» **About this task**
Once you find the line with "repository 7c7a1767e4381892" in the entries below, return exactly every line from it through the line with "ConnectionId(token.0)".

» **Source material**

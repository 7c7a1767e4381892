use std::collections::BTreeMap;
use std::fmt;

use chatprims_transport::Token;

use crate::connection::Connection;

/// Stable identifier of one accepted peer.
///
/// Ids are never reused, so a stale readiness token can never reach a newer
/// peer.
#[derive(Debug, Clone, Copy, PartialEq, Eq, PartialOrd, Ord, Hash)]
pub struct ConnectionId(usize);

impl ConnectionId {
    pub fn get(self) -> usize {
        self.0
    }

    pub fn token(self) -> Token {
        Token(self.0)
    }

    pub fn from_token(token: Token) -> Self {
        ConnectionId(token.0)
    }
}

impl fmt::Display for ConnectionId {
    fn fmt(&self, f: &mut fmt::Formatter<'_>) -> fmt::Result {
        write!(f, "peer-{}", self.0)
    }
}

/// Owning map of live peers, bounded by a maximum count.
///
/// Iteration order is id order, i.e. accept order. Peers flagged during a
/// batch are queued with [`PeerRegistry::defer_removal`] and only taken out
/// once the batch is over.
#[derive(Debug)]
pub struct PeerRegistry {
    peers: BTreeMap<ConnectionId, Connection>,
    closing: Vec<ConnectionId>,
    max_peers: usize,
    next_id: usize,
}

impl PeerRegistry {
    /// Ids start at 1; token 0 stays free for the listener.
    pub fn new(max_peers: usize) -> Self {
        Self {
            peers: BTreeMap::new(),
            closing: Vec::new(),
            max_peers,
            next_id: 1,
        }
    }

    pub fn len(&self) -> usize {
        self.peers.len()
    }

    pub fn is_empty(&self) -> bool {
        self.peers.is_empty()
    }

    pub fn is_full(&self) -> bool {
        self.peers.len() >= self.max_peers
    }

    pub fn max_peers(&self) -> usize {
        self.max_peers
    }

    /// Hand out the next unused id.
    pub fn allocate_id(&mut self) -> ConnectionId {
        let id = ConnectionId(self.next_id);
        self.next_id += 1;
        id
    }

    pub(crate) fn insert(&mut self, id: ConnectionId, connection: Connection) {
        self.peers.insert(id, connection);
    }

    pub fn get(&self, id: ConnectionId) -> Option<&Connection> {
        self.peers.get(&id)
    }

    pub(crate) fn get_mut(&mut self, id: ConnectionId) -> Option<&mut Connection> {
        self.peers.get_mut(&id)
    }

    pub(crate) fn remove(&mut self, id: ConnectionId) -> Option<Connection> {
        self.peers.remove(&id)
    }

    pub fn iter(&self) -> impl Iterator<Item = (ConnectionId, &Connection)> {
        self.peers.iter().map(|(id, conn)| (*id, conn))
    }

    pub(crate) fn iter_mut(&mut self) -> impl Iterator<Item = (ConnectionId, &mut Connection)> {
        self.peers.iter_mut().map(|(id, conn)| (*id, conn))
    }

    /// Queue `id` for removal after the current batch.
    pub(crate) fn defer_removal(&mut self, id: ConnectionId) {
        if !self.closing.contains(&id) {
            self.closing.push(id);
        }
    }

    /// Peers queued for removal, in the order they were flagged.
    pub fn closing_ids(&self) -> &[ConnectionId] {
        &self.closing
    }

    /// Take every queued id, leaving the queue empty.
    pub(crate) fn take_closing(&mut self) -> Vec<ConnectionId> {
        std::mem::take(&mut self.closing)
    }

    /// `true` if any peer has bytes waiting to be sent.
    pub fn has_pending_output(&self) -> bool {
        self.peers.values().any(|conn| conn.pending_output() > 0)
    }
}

---

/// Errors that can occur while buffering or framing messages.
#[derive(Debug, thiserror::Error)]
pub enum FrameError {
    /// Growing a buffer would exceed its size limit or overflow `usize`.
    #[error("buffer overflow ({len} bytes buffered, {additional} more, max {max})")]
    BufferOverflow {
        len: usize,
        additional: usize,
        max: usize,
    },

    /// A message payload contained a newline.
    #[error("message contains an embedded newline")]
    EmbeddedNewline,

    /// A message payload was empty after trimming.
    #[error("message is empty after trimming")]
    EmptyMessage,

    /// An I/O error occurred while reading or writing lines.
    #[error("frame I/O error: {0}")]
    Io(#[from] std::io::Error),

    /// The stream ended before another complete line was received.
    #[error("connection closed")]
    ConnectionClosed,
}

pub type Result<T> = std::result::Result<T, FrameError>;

» **Solution**
repository 7c7a1767e4381892
use std::collections::BTreeMap;
use std::fmt;

use chatprims_transport::Token;

use crate::connection::Connection;

/// Stable identifier of one accepted peer.
///
/// Ids are never reused, so a stale readiness token can never reach a newer
/// peer.
#[derive(Debug, Clone, Copy, PartialEq, Eq, PartialOrd, Ord, Hash)]
pub struct ConnectionId(usize);

impl ConnectionId {
    pub fn get(self) -> usize {
        self.0
    }

    pub fn token(self) -> Token {
        Token(self.0)
    }

    pub fn from_token(token: Token) -> Self {
        ConnectionId(token.0)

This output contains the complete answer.